1Department of Internal Medicine, University of Nebraska Medical Center, Omaha Nebraska, USA
2Department of Biochemistry, Mayo Clinic, Rochester, MN, USA
During alcoholic liver disease, almost all heavy drinkers develop fatty liver, which is marked by the aberrant and significant accumulation of intrahepatocellular triglycerides in the form of lipid droplets (LDs). Recent work from our laboratory has examined how ethanol exposure contributes to fat accumulation in the liver due to altered dynamic properties of LDs. Specifically, we hypothesize that ethanol exposure contributes to hepatic steatosis by altering LD metabolism via attenuation of both the lipolytic and lipophagic machineries. Lipophagy is one form of selective autophagy that requires many cytoskeletal, membrane, and autophagic factors, making this process susceptible to disruption by reactive metabolites derived from ethanol exposure. Our recent data in both animal and cell culture show that there is an intimate association between LDs and autophagosomes/lysosomes in the hepatocyte during lipophagy and that this autophagic interaction is reduced by ethanol exposure.
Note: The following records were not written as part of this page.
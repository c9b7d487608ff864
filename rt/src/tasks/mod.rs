//! Task runtime backed by tokio.
//!
//! Everything above this crate spawns, sleeps, frames and selects through
//! these reexports.

mod tokio;

use crate::tracing::init_tracing;
use std::future::Future;

pub use crate::tasks::tokio::codec;
pub use crate::tasks::tokio::io;
pub use crate::tasks::tokio::mpsc;
pub use crate::tasks::tokio::net;
pub use crate::tasks::tokio::oneshot;
pub use crate::tasks::tokio::watch;
pub use crate::tasks::tokio::CancellationToken;
pub use crate::tasks::tokio::{interval, sleep, timeout, timeout_at, Instant, MissedTickBehavior};
pub use crate::tasks::tokio::{select, spawn, JoinHandle, Runtime};

/// Installs tracing and drives `future` to completion on a fresh
/// multi-threaded runtime.
pub fn run<F: Future>(future: F) -> F::Output {
    init_tracing();

    let rt = Runtime::new().expect("failed to build the tokio runtime");
    rt.block_on(future)
}
use roomcast_rt::tasks::mpsc;

#[derive(Debug, Clone, Copy, PartialEq, Eq, thiserror::Error)]
pub enum ActorError {
    #[error("actor callback panicked")]
    Callback,
    #[error("actor failed to initialize")]
    Initialization,
    #[error("actor is not running")]
    Server,
    #[error("actor mailbox is full")]
    MailboxFull,
    #[error("request timed out")]
    RequestTimeout,
    #[error("unsupported request on this actor")]
    RequestUnused,
}

impl<T> From<mpsc::SendError<T>> for ActorError {
    fn from(_value: mpsc::SendError<T>) -> Self {
        Self::Server
    }
}

impl<T> From<mpsc::TrySendError<T>> for ActorError {
    fn from(value: mpsc::TrySendError<T>) -> Self {
        match value {
            mpsc::TrySendError::Full(_) => Self::MailboxFull,
            mpsc::TrySendError::Closed(_) => Self::Server,
        }
    }
}
//! Counters for the policy decisions that silently shed work: slow
//! subscribers cut off, replication records dropped or rejected.

use std::sync::atomic::{AtomicU64, Ordering};

#[derive(Debug, Default)]
pub struct HubMetrics {
    rooms_started: AtomicU64,
    subscribers_dropped: AtomicU64,
    replicas_dropped: AtomicU64,
    records_dropped: AtomicU64,
    records_applied: AtomicU64,
    records_rejected: AtomicU64,
}

/// Point-in-time copy of [`HubMetrics`].
#[derive(Debug, Clone, Copy, Default, PartialEq, Eq)]
pub struct MetricsSnapshot {
    pub rooms_started: u64,
    pub subscribers_dropped: u64,
    pub replicas_dropped: u64,
    pub records_dropped: u64,
    pub records_applied: u64,
    pub records_rejected: u64,
}

impl HubMetrics {
    pub fn room_started(&self) {
        self.rooms_started.fetch_add(1, Ordering::Relaxed);
    }

    /// A chat subscriber was cut off because its queue was full.
    pub fn subscriber_dropped(&self) {
        self.subscribers_dropped.fetch_add(1, Ordering::Relaxed);
    }

    /// A replica link was cut off because its queue was full.
    pub fn replica_dropped(&self) {
        self.replicas_dropped.fetch_add(1, Ordering::Relaxed);
    }

    /// A record never reached the backup hub.
    pub fn record_dropped(&self) {
        self.records_dropped.fetch_add(1, Ordering::Relaxed);
    }

    pub fn record_applied(&self) {
        self.records_applied.fetch_add(1, Ordering::Relaxed);
    }

    /// An incoming replication frame could not be decoded.
    pub fn record_rejected(&self) {
        self.records_rejected.fetch_add(1, Ordering::Relaxed);
    }

    pub fn snapshot(&self) -> MetricsSnapshot {
        MetricsSnapshot {
            rooms_started: self.rooms_started.load(Ordering::Relaxed),
            subscribers_dropped: self.subscribers_dropped.load(Ordering::Relaxed),
            replicas_dropped: self.replicas_dropped.load(Ordering::Relaxed),
            records_dropped: self.records_dropped.load(Ordering::Relaxed),
            records_applied: self.records_applied.load(Ordering::Relaxed),
            records_rejected: self.records_rejected.load(Ordering::Relaxed),
        }
    }
}
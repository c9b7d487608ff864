use std::net::SocketAddr;
use std::time::Duration;

use futures::{SinkExt, StreamExt};
use roomcast_rt::tasks::{
    self as rt,
    codec::{Framed, LinesCodec},
    net::{TcpListener, TcpStream},
};

use crate::config::{HandoffPolicy, LinkConfig, NodeConfig, Role, StandbyConfig};
use crate::node::{self, Node};
use crate::store::Stores;

type Client = Framed<TcpStream, LinesCodec>;

fn test_config() -> NodeConfig {
    NodeConfig {
        listen: SocketAddr::from(([127, 0, 0, 1], 0)),
        // A killed primary is noticed within two seconds
        link: LinkConfig {
            pong_wait: Duration::from_secs(2),
            ping_period: Duration::from_millis(500),
            ..LinkConfig::default()
        },
        ..NodeConfig::default()
    }
}

fn standby_config(primary_addr: String) -> NodeConfig {
    NodeConfig {
        role: Role::Standby,
        standby: StandbyConfig {
            primary_addr,
            connect_attempts: 2,
            retry_backoff: Duration::from_millis(20),
            connect_timeout: Duration::from_secs(1),
        },
        ..test_config()
    }
}

async fn spawn_primary(config: NodeConfig, stores: Stores) -> (SocketAddr, Node) {
    let listener = TcpListener::bind(config.listen).await.unwrap();
    let addr = listener.local_addr().unwrap();
    let node = Node::primary(config, stores);
    rt::spawn(node.clone().serve(listener));
    (addr, node)
}

async fn connect(addr: SocketAddr, handshake: &str) -> Client {
    let stream = TcpStream::connect(addr).await.unwrap();
    let mut client = Framed::new(stream, LinesCodec::new());
    client.send(handshake).await.unwrap();
    client
}

async fn read_line(client: &mut Client) -> String {
    rt::timeout(Duration::from_secs(5), client.next())
        .await
        .expect("timed out waiting for a line")
        .expect("connection closed")
        .unwrap()
}

async fn wait_until(what: &str, mut done: impl FnMut() -> bool) {
    let deadline = rt::Instant::now() + Duration::from_secs(5);
    while !done() {
        assert!(rt::Instant::now() < deadline, "timed out waiting until {what}");
        rt::sleep(Duration::from_millis(10)).await;
    }
}

#[test]
pub fn two_clients_share_room_42() {
    let runtime = rt::Runtime::new().unwrap();
    runtime.block_on(async move {
        let (addr, node) = spawn_primary(test_config(), Stores::new()).await;

        let mut alice = connect(addr, "JOIN 42 alice").await;
        alice.send("hello").await.unwrap();
        assert_eq!(read_line(&mut alice).await, "hello");

        let mut bob = connect(addr, "JOIN 42 bob").await;
        assert_eq!(read_line(&mut bob).await, "hello");
        bob.send("world").await.unwrap();

        assert_eq!(read_line(&mut alice).await, "world");
        assert_eq!(read_line(&mut bob).await, "world");
        assert_eq!(node.stores().log.history("42").len(), 2);
        assert_eq!(node.registry().rooms_started(), 1);
    });
}

#[test]
pub fn rooms_query_lists_sorted_ids() {
    let runtime = rt::Runtime::new().unwrap();
    runtime.block_on(async move {
        let (addr, node) = spawn_primary(test_config(), Stores::new()).await;

        let mut empty = connect(addr, "ROOMS").await;
        assert_eq!(read_line(&mut empty).await, "");

        let mut zed = connect(addr, "JOIN zed").await;
        zed.send("hi").await.unwrap();
        read_line(&mut zed).await;
        node.registry().get_or_create("abc");

        let mut rooms = connect(addr, "ROOMS").await;
        assert_eq!(read_line(&mut rooms).await, "abc;zed");
        assert!(rooms.next().await.is_none());
    });
}

#[test]
pub fn bad_handshakes_get_an_error_line() {
    let runtime = rt::Runtime::new().unwrap();
    runtime.block_on(async move {
        let (addr, _node) = spawn_primary(test_config(), Stores::new()).await;

        let mut unknown = connect(addr, "HELLO").await;
        assert_eq!(read_line(&mut unknown).await, "ERR unknown command 'HELLO'");
        assert!(unknown.next().await.is_none());

        let mut invalid = connect(addr, "JOIN no-dashes").await;
        assert_eq!(read_line(&mut invalid).await, "ERR invalid room id 'no-dashes'");
    });
}

#[test]
pub fn overlong_chat_line_is_skipped_and_the_session_goes_on() {
    let runtime = rt::Runtime::new().unwrap();
    runtime.block_on(async move {
        let config = test_config();
        let too_long = "y".repeat(config.client.max_line_len + 1);
        let (addr, node) = spawn_primary(config, Stores::new()).await;

        let mut dave = connect(addr, "JOIN 9 dave").await;
        dave.send(too_long).await.unwrap();
        dave.send("fits").await.unwrap();
        assert_eq!(read_line(&mut dave).await, "fits");
        assert_eq!(node.stores().log.history("9"), vec![bytes::Bytes::from_static(b"fits")]);
    });
}

#[test]
pub fn unreachable_primary_promotes_the_standby_at_startup() {
    let runtime = rt::Runtime::new().unwrap();
    runtime.block_on(async move {
        let dead = TcpListener::bind("127.0.0.1:0").await.unwrap();
        let dead_addr = dead.local_addr().unwrap().to_string();
        drop(dead);

        let startup = rt::timeout(
            Duration::from_secs(10),
            node::start(standby_config(dead_addr), Stores::new()),
        )
        .await
        .unwrap()
        .unwrap();
        let promotion = startup.promotion.as_ref().expect("standby was promoted");
        assert_eq!(promotion.failed_attempts, 2);

        let addr = startup.local_addr().unwrap();
        rt::spawn(startup.node.serve(startup.listener));
        let mut client = connect(addr, "JOIN 7").await;
        client.send("served").await.unwrap();
        assert_eq!(read_line(&mut client).await, "served");
    });
}

#[test]
pub fn standby_mirrors_then_takes_over_with_the_history() {
    // The primary lives on its own runtime so it can be killed outright
    let primary_runtime = rt::Runtime::new().unwrap();
    let primary_addr = primary_runtime.block_on(async {
        let (addr, _node) = spawn_primary(test_config(), Stores::new()).await;
        addr
    });

    let runtime = rt::Runtime::new().unwrap();
    runtime.block_on(async move {
        let mut alice = connect(primary_addr, "JOIN 42 alice").await;
        alice.send("hello").await.unwrap();
        assert_eq!(read_line(&mut alice).await, "hello");

        let standby_stores = Stores::new();
        let standby = rt::spawn(node::start(
            standby_config(primary_addr.to_string()),
            standby_stores.clone(),
        ));

        // Mirrored by the replay, then live
        wait_until("the replay arrives", || standby_stores.log.len("42") == 1).await;
        alice.send("world").await.unwrap();
        assert_eq!(read_line(&mut alice).await, "world");
        wait_until("the live record arrives", || {
            standby_stores.log.len("42") == 2
        })
        .await;

        primary_runtime.shutdown_background();

        let startup = rt::timeout(Duration::from_secs(10), standby)
            .await
            .unwrap()
            .unwrap()
            .unwrap();
        assert!(startup.promotion.is_some());
        let addr = startup.local_addr().unwrap();
        rt::spawn(startup.node.serve(startup.listener));

        let mut rooms = connect(addr, "ROOMS").await;
        assert_eq!(read_line(&mut rooms).await, "42");

        let mut bob = connect(addr, "JOIN 42 bob").await;
        assert_eq!(read_line(&mut bob).await, "hello");
        assert_eq!(read_line(&mut bob).await, "world");
        bob.send("after failover").await.unwrap();
        assert_eq!(read_line(&mut bob).await, "after failover");
    });
}

#[test]
pub fn drop_on_full_primary_still_mirrors() {
    let runtime = rt::Runtime::new().unwrap();
    runtime.block_on(async move {
        let config = NodeConfig {
            handoff: HandoffPolicy::DropOnFull,
            ..test_config()
        };
        let (addr, node) = spawn_primary(config, Stores::new()).await;

        let standby_stores = Stores::new();
        let _standby = rt::spawn(node::start(
            standby_config(addr.to_string()),
            standby_stores.clone(),
        ));
        let deadline = rt::Instant::now() + Duration::from_secs(5);
        while node.backup().replicas().await.unwrap().is_empty() {
            assert!(rt::Instant::now() < deadline, "standby never registered");
            rt::sleep(Duration::from_millis(10)).await;
        }

        let mut carol = connect(addr, "JOIN r1 carol").await;
        for i in 0..20 {
            carol.send(format!("m{i}")).await.unwrap();
        }
        for _ in 0..20 {
            read_line(&mut carol).await;
        }
        wait_until("every record is mirrored", || standby_stores.log.len("r1") == 20).await;
        assert_eq!(standby_stores.log.snapshot(), node.stores().log.snapshot());
    });
}

#[test]
pub fn drop_on_full_standby_catches_up_on_a_long_history() {
    let runtime = rt::Runtime::new().unwrap();
    runtime.block_on(async move {
        let config = NodeConfig {
            handoff: HandoffPolicy::DropOnFull,
            ..test_config()
        };
        let records = config.link.queue_capacity * 2 + 88;
        let primary_stores = Stores::new();
        for i in 0..records {
            primary_stores.log.append("big", format!("m{i}").into());
        }
        let (addr, node) = spawn_primary(config, primary_stores).await;

        let standby_stores = Stores::new();
        let _standby = rt::spawn(node::start(
            standby_config(addr.to_string()),
            standby_stores.clone(),
        ));
        wait_until("the long replay is mirrored", || {
            standby_stores.log.len("big") == records
        })
        .await;
        assert_eq!(standby_stores.log.snapshot(), node.stores().log.snapshot());
        assert_eq!(node.stores().metrics.snapshot().replicas_dropped, 0);
    });
}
We have also shown how LD dynamics in hepatocytes are regulated by several GTPases (dynamins and Rabs in particular) that can act as molecular switches to regulate membrane traffic; disruption of these GTPases could dramatically increase accumulation of LDs in the liver cell. In particular, we have examined the small regulatory GTPase Rab7, which is a key player to the targeting, recruitment, and engulfment of LDs by the autophagosome, allowing for subsequent lipolysis. We have shown in hepatocytes isolated from chronic alcohol-fed rats that alcohol administration inhibits enzymatic activity of Rab7, leading to reduced interactions, attenuated lipophagy and cellular steatosis. This Rab7-mediated regulation of hepatocyte lipophagy may involve either full engulfment of the LD by the autophagosome or a more transient interaction. Future work in this area will uncover new cellular mechanisms and processes we believe to be essential for the sequential action of lipolysis and lipophagy and how both these processes are disrupted by ethanol administration.